Квартира у тестя была в центре Москвы, в старом, у Каменного моста, доме, и Борису с женой была отведена в этой квартире просторная (бывший кабинет тестя) комната, из которой видны были Москва-река, колонны дома Пашкова и Кремль со своими строениями, производившими впечатление на Бориса.
С умным взглядом, унаследованным от матери, с деревенской медлительностью, в которой люди городские и бойкие, не знающие крестьянского труда, находят лишь природное тугодумие, но которая так кстати пришлась в дипломатических делах, с этой медлительностью и сознанием успеха, то есть возможности продвижения, он любил не столько жену, не столько доставшийся ему от тестя кабинет с видом на историю и будущее, сколько – общественное положение, какое, казалось Борису, он уже начал занимать сам. Он видел, что он был далек теперь от той деревенской жизни, какою жил его отец и какая, по письмам, была еще год назад у Романа со всей его застопорившейся райкомовской карьерой, и не то чтобы осуждал их, но не хотел для себя такой жизни.
Несмотря на то что среди интеллигенции становилось все более модным выдавать себя за деревенского, – Борис не только не упоминал о своем происхождении, но стеснялся его. Из наблюдений за сверстниками, с которыми в институте, а затем на работе сводила его судьба, он видел, что все давалось им легко вовсе не потому, что у них были особые способности, но потому, что были особые обстоятельства (наподобие теперешнего положения отцов), заставлявшие их держаться вместе.
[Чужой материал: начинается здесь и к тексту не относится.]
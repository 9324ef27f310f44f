// SPDX-FileCopyrightText: 2025-2026 Zexin Yuan <aim@yzx9.xyz>
//
// SPDX-License-Identifier: Apache-2.0

//! Password grant against the auth provider.

use jiff::Timestamp;
use reqwest::{Method, RequestBuilder};

use crate::error::RestError;
use crate::http::HttpClient;

const TOKEN_PATH: &str = "auth/v1/token";
const LOGOUT_PATH: &str = "auth/v1/logout";

/// A signed-in session issued by the auth provider.
#[derive(Debug, Clone, PartialEq, Eq, serde::Deserialize, serde::Serialize)]
pub struct Session {
    /// Bearer token for table requests.
    pub access_token: String,

    /// Token type, normally `bearer`.
    #[serde(default)]
    pub token_type: String,

    /// Lifetime of the access token in seconds.
    #[serde(default)]
    pub expires_in: Option<i64>,

    /// Unix time in seconds at which the access token expires.
    #[serde(default)]
    pub expires_at: Option<i64>,

    /// Token that can be exchanged for a new session.
    #[serde(default)]
    pub refresh_token: Option<String>,

    /// The signed-in user.
    #[serde(default)]
    pub user: Option<User>,
}

impl Session {
    /// Seconds before the recorded expiry at which a token is treated as expired.
    pub const EXPIRY_LEEWAY_SECS: i64 = 60;

    /// Whether the access token has expired at `now`.
    ///
    /// A session without a known expiry never expires.
    #[must_use]
    pub fn is_expired_at(&self, now: Timestamp) -> bool {
        self.expires_at
            .is_some_and(|at| now.as_second().saturating_add(Self::EXPIRY_LEEWAY_SECS) >= at)
    }

    /// Whether the access token has expired.
    #[must_use]
    pub fn is_expired(&self) -> bool {
        self.is_expired_at(Timestamp::now())
    }

    /// Fills in the absolute expiry from `expires_in` when the provider left it out.
    fn stamp_expiry(mut self, issued: Timestamp) -> Self {
        if self.expires_at.is_none() {
            self.expires_at = self
                .expires_in
                .map(|secs| issued.as_second().saturating_add(secs));
        }
        self
    }
}

/// The user a session belongs to.
#[derive(Debug, Clone, PartialEq, Eq, serde::Deserialize, serde::Serialize)]
pub struct User {
    /// User id.
    pub id: String,

    /// User email, if any.
    #[serde(default)]
    pub email: Option<String>,
}

#[derive(Debug, serde::Serialize)]
struct PasswordGrant<'a> {
    email: &'a str,
    password: &'a str,
}

#[derive(Debug, serde::Serialize)]
struct RefreshGrant<'a> {
    refresh_token: &'a str,
}

pub(crate) async fn sign_in(
    http: &HttpClient,
    email: &str,
    password: &str,
) -> Result<Session, RestError> {
    tracing::debug!(email, "signing in with password");
    let req = http
        .build_request(Method::POST, TOKEN_PATH)
        .query(&[("grant_type", "password")])
        .json(&PasswordGrant { email, password });
    grant(http, req).await
}

pub(crate) async fn refresh(http: &HttpClient, refresh_token: &str) -> Result<Session, RestError> {
    tracing::debug!("refreshing session");
    let req = http
        .build_request(Method::POST, TOKEN_PATH)
        .query(&[("grant_type", "refresh_token")])
        .json(&RefreshGrant { refresh_token });
    grant(http, req).await
}

async fn grant(http: &HttpClient, req: RequestBuilder) -> Result<Session, RestError> {
    let issued = Timestamp::now();
    let resp = match http.execute(req).await {
        Ok(resp) => resp,
        // the auth provider reports bad credentials as 400
        Err(RestError::Status {
            status: 400,
            message,
        }) => return Err(RestError::Auth(message)),
        Err(e) => return Err(e),
    };

    let session: Session = resp.json().await?;
    if session.access_token.is_empty() {
        return Err(RestError::Auth("empty access token".to_string()));
    }
    Ok(session.stamp_expiry(issued))
}

pub(crate) async fn sign_out(http: &HttpClient) -> Result<(), RestError> {
    let req = http.build_request(Method::POST, LOGOUT_PATH);
    http.execute(req).await?;
    Ok(())
}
Как только он начинал искать с ними дружбы, перед, ним сейчас же возникала стена, в которую он упирался. И чем больше он чувствовал эту стену, эту незримую цепь взаимных услуг, какою во все времена бывают связаны определенные семьи, тем с большим упорством стремился преодолеть ее. Ему казалось – по молодости ли, по тем ли студенческим разговорам, каких немало наслушался в институте, – что главным в жизни было – войти в тот общественный круг, в котором блага раздаются не за труд, как в деревне, а за другое, когда нужно лишь принадлежать к этому кругу; и он стремился попасть в него.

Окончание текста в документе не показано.